The nature of Christ confronts us with the truth about sin and redemption—how horrible sin really is, and how expensive it was for God to save us from it. The human nature which Christ assumed convicts us of the sin in our own lives and of our guilt before God. At the same time, through the same process, He gives us our only hope, and the power to overcome all sin here and now. The “faith of Jesus” is not some theological enigma. It is the dynamite that destroys sin. This faith is given to all (Rom. 12:3) and is one of the identifying characteristics of God’s people at the end of time (Rev. 14:12).


Just as the nature of Christ is precious to us, so is the faith which He perfected in that flesh. “And from the standpoint of the weakness and infirmity of the lost, He trusted in God, that He would deliver Him and save Him. Laden with the sins of the world; and tempted in all points like as we are, He hoped in God and trusted in God to save Him from all those sins and to keep Him from sinning. Ps. 69:1-21; 71:1-20; 22:1-22; 31:1-5. ... This victory of His it is that has brought to every man in the world divine faith by which every man can hope in God and trust in God and can find the power of God to deliver him from sin and to keep him from sinning. That faith which He exercised and by which He obtained the victory over the world, the flesh, and the devil—that faith is His free gift toevery lost man in the world” (The Consecrated Way, pp. 56-57).
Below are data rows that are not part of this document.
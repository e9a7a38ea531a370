//! # Catalog
//!
//! Read-only lookup of the services and products the register can sell.
//!
//! The register never owns catalog data; it is handed a `Catalog`
//! implementation at startup. `InMemoryCatalog::sample()` carries the
//! shop's standard menu.

use crate::error::{CoreError, CoreResult};
use crate::money::Money;
use crate::types::{Product, Service};

/// Query interface over the available services and products.
pub trait Catalog {
    /// All services in menu order.
    fn services(&self) -> &[Service];

    /// All products in shelf order.
    fn products(&self) -> &[Product];

    /// Looks up a service by id.
    fn service(&self, id: &str) -> Option<&Service> {
        self.services().iter().find(|s| s.id == id)
    }

    /// Looks up a product by id.
    fn product(&self, id: &str) -> Option<&Product> {
        self.products().iter().find(|p| p.id == id)
    }

    /// Like [`Catalog::service`], but a miss is a `ServiceNotFound` error.
    fn require_service(&self, id: &str) -> CoreResult<&Service> {
        self.service(id)
            .ok_or_else(|| CoreError::ServiceNotFound(id.to_string()))
    }

    /// Like [`Catalog::product`], but a miss is a `ProductNotFound` error.
    fn require_product(&self, id: &str) -> CoreResult<&Product> {
        self.product(id)
            .ok_or_else(|| CoreError::ProductNotFound(id.to_string()))
    }

    /// Case-insensitive substring match on product names. An empty query
    /// returns every product.
    fn search_products(&self, query: &str) -> Vec<&Product> {
        let needle = query.trim().to_lowercase();
        self.products()
            .iter()
            .filter(|p| needle.is_empty() || p.name.to_lowercase().contains(&needle))
            .collect()
    }
}

/// A catalog held in plain vectors.
#[derive(Debug, Clone, Default)]
pub struct InMemoryCatalog {
    services: Vec<Service>,
    products: Vec<Product>,
}

impl InMemoryCatalog {
    pub fn new(services: Vec<Service>, products: Vec<Product>) -> Self {
        InMemoryCatalog { services, products }
    }

    /// The shop's standard menu: five services and four retail products.
    pub fn sample() -> Self {
        let services = vec![
            service("1", "Regular Haircut", "Classic haircut with styling", 75_000, 30),
            service("2", "Beard Trim", "Precision beard shaping and trimming", 50_000, 20),
            service("3", "Hair Coloring", "Full hair coloring service", 250_000, 90),
            service("4", "Shave", "Traditional straight razor shave", 60_000, 25),
            service("5", "Hair & Beard Combo", "Haircut with beard trim and styling", 120_000, 45),
        ];

        let products = vec![
            product("p1", "Premium Pomade", 85_000, 15),
            product("p2", "Beard Oil", 65_000, 8),
            product("p3", "Hair Wax", 70_000, 12),
            product("p4", "Shampoo", 95_000, 20),
        ];

        InMemoryCatalog::new(services, products)
    }
}

impl Catalog for InMemoryCatalog {
    fn services(&self) -> &[Service] {
        &self.services
    }

    fn products(&self) -> &[Product] {
        &self.products
    }
}

fn service(id: &str, name: &str, description: &str, price: i64, minutes: u32) -> Service {
    Service {
        id: id.to_string(),
        name: name.to_string(),
        description: description.to_string(),
        price: Money::from_rupiah(price),
        duration_minutes: minutes,
    }
}

fn product(id: &str, name: &str, price: i64, stock: u32) -> Product {
    Product {
        id: id.to_string(),
        name: name.to_string(),
        price: Money::from_rupiah(price),
        stock,
    }
}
Jesus did more than just “appear in a body” (the Greek word for “body” is soma as compared with “flesh,” which is the Greek word sarx—the concrete form of human nature marked by Adam’s fall). Jesus did more than merely “feel our pain” of hunger, fatigue, sorrow, and physical and emotional injury. Through the fallen nature which He assumed He personally knew the struggle against sin that each of us deals with on a daily basis. Our hope in the battle with sin rests on the conviction that Jesus, in the same nature that we have, did indeed deal with and conquer every temptation that confronts us. Through the power of the faith of Jesus working in our lives, we can say “No” to Satan’s temptations. Christ endured the very same battle and thus He can honestly and unequivocally, here in our fallen condition, say to us all: Follow Me, the path I prepared leads straight to the throne of God! “To him that overcometh will I grant to sit with Me in My throne, even as I also overcame, and am set down with My Father in His throne” (Rev. 3:21).


The Gospel lays the glory of man in the dust that the righteousness of Christ might shine forth. An unwillingness to believe that sin “in the flesh” can be overcome is at the root of the age-old controversy over the human nature of Christ. It is the foundation for the resistance to accepting that Christ truly was like us in our fallen nature. The truth about the nature which Christ assumed in His incarnation means that there is no excuse for sin in our own lives. Let’s reverently study this subject in all that it means to us in this cosmic Day of Atonement with its cleansing of the heavenly sanctuary.